→ **Your goal**: Wherever a line in the material contains the word "registered", copy that line.

→ **Information shown**:
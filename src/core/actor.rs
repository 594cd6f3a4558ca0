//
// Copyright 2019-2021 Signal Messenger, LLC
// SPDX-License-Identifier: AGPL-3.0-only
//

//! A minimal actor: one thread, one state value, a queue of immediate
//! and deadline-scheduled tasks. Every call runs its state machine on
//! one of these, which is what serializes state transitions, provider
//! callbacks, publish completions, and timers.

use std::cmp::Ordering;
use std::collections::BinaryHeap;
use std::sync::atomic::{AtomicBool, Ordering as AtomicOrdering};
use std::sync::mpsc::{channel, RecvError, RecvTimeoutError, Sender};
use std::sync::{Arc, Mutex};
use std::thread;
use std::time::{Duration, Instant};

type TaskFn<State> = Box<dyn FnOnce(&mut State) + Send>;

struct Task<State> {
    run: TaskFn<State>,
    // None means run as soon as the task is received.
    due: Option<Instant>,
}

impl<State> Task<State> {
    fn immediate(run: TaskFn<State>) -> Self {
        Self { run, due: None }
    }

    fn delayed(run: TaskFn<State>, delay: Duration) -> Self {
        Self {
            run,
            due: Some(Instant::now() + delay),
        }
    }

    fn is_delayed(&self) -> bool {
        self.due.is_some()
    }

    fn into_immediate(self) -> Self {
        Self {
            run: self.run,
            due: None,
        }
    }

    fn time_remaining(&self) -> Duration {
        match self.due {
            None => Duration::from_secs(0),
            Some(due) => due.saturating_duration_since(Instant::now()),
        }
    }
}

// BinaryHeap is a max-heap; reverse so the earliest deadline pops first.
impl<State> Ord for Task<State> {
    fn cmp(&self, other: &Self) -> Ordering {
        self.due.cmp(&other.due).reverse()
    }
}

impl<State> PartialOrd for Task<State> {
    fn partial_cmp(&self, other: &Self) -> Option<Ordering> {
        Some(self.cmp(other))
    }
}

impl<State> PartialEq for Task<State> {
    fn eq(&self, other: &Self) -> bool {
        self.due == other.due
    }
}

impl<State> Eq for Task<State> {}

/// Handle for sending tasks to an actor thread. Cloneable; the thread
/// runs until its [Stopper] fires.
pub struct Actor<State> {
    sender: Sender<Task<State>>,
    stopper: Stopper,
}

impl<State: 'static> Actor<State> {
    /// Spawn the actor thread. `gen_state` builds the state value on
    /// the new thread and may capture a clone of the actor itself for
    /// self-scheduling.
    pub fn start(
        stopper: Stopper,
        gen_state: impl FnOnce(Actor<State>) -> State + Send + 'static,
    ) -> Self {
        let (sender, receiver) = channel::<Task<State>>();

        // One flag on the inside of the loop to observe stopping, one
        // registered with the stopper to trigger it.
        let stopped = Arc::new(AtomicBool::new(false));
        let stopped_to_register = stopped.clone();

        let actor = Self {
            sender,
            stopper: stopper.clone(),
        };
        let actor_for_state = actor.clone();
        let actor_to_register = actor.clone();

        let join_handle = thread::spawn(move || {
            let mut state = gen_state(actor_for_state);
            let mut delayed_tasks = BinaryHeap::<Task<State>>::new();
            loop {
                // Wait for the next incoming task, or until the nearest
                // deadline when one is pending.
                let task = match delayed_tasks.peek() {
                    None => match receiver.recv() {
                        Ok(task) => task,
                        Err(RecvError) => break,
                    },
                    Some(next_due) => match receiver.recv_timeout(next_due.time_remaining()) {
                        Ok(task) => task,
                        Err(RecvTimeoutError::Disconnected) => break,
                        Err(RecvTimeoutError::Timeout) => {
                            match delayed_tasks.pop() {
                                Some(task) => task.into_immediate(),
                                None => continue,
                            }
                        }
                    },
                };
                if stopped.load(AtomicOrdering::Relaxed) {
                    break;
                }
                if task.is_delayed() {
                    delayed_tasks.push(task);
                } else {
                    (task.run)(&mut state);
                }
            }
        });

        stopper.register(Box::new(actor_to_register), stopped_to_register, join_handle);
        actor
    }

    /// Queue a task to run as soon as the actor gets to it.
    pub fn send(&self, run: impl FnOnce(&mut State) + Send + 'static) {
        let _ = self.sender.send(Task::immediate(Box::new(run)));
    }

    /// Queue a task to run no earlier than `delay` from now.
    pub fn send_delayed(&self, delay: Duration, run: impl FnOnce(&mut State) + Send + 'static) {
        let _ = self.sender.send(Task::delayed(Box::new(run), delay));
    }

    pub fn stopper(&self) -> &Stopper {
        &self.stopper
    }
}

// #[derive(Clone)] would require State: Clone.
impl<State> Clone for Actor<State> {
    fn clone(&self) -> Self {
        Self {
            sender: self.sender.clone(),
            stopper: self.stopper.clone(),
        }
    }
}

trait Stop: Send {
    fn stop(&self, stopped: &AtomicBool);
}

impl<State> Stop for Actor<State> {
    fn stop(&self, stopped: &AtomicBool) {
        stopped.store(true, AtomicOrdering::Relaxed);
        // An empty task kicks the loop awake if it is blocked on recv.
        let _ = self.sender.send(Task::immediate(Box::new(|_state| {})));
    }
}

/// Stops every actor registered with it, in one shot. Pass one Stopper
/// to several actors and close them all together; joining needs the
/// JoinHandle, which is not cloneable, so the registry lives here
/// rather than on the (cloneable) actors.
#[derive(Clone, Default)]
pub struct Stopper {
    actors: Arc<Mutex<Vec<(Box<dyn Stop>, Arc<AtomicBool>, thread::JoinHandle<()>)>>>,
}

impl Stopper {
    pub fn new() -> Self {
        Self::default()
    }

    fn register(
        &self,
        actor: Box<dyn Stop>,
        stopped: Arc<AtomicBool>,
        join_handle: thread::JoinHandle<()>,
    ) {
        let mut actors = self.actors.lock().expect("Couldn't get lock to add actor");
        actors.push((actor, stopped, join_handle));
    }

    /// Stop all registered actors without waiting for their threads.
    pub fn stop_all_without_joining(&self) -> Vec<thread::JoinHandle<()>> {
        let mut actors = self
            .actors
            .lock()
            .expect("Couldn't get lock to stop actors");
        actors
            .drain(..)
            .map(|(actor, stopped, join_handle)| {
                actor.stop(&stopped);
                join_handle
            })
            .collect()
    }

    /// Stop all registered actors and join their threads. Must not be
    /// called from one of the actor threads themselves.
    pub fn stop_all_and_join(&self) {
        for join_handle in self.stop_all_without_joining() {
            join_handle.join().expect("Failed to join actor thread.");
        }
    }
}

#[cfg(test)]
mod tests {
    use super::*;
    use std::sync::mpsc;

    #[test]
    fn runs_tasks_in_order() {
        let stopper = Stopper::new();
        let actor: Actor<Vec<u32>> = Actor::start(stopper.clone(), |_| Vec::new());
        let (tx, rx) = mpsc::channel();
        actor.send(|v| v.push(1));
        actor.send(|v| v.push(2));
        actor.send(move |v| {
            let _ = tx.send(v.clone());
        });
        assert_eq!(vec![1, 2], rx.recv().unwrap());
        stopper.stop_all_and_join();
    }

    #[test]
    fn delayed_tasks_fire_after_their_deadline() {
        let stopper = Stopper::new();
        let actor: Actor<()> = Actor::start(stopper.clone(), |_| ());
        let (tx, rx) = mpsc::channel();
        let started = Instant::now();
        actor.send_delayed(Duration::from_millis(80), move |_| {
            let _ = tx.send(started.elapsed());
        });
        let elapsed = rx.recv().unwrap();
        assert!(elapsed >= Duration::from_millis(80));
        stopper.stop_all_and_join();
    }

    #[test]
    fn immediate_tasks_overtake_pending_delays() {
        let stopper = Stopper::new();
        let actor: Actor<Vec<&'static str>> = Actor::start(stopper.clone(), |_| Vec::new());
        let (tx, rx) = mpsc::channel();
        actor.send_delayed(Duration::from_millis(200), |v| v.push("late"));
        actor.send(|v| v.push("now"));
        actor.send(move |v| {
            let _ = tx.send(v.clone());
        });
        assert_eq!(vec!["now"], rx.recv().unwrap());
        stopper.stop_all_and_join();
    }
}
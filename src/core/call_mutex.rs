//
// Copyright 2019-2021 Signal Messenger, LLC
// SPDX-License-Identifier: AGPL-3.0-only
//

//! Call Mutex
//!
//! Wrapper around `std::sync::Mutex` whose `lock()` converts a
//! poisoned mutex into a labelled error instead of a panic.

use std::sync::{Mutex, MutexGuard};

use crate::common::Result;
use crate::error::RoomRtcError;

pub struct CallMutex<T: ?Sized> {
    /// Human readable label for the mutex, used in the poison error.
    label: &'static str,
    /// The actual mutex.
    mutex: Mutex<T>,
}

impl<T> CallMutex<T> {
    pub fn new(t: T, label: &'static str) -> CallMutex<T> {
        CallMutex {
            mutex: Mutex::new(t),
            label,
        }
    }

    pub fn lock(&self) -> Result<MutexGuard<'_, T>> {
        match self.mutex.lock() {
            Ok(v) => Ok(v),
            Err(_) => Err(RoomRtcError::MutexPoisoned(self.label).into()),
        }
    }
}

→ **Response below**:
        // registered with the stopper to trigger it.
/// Stops every actor registered with it, in one shot. Pass one Stopper
    /// Stop all registered actors without waiting for their threads.
    /// Stop all registered actors and join their threads. Must not be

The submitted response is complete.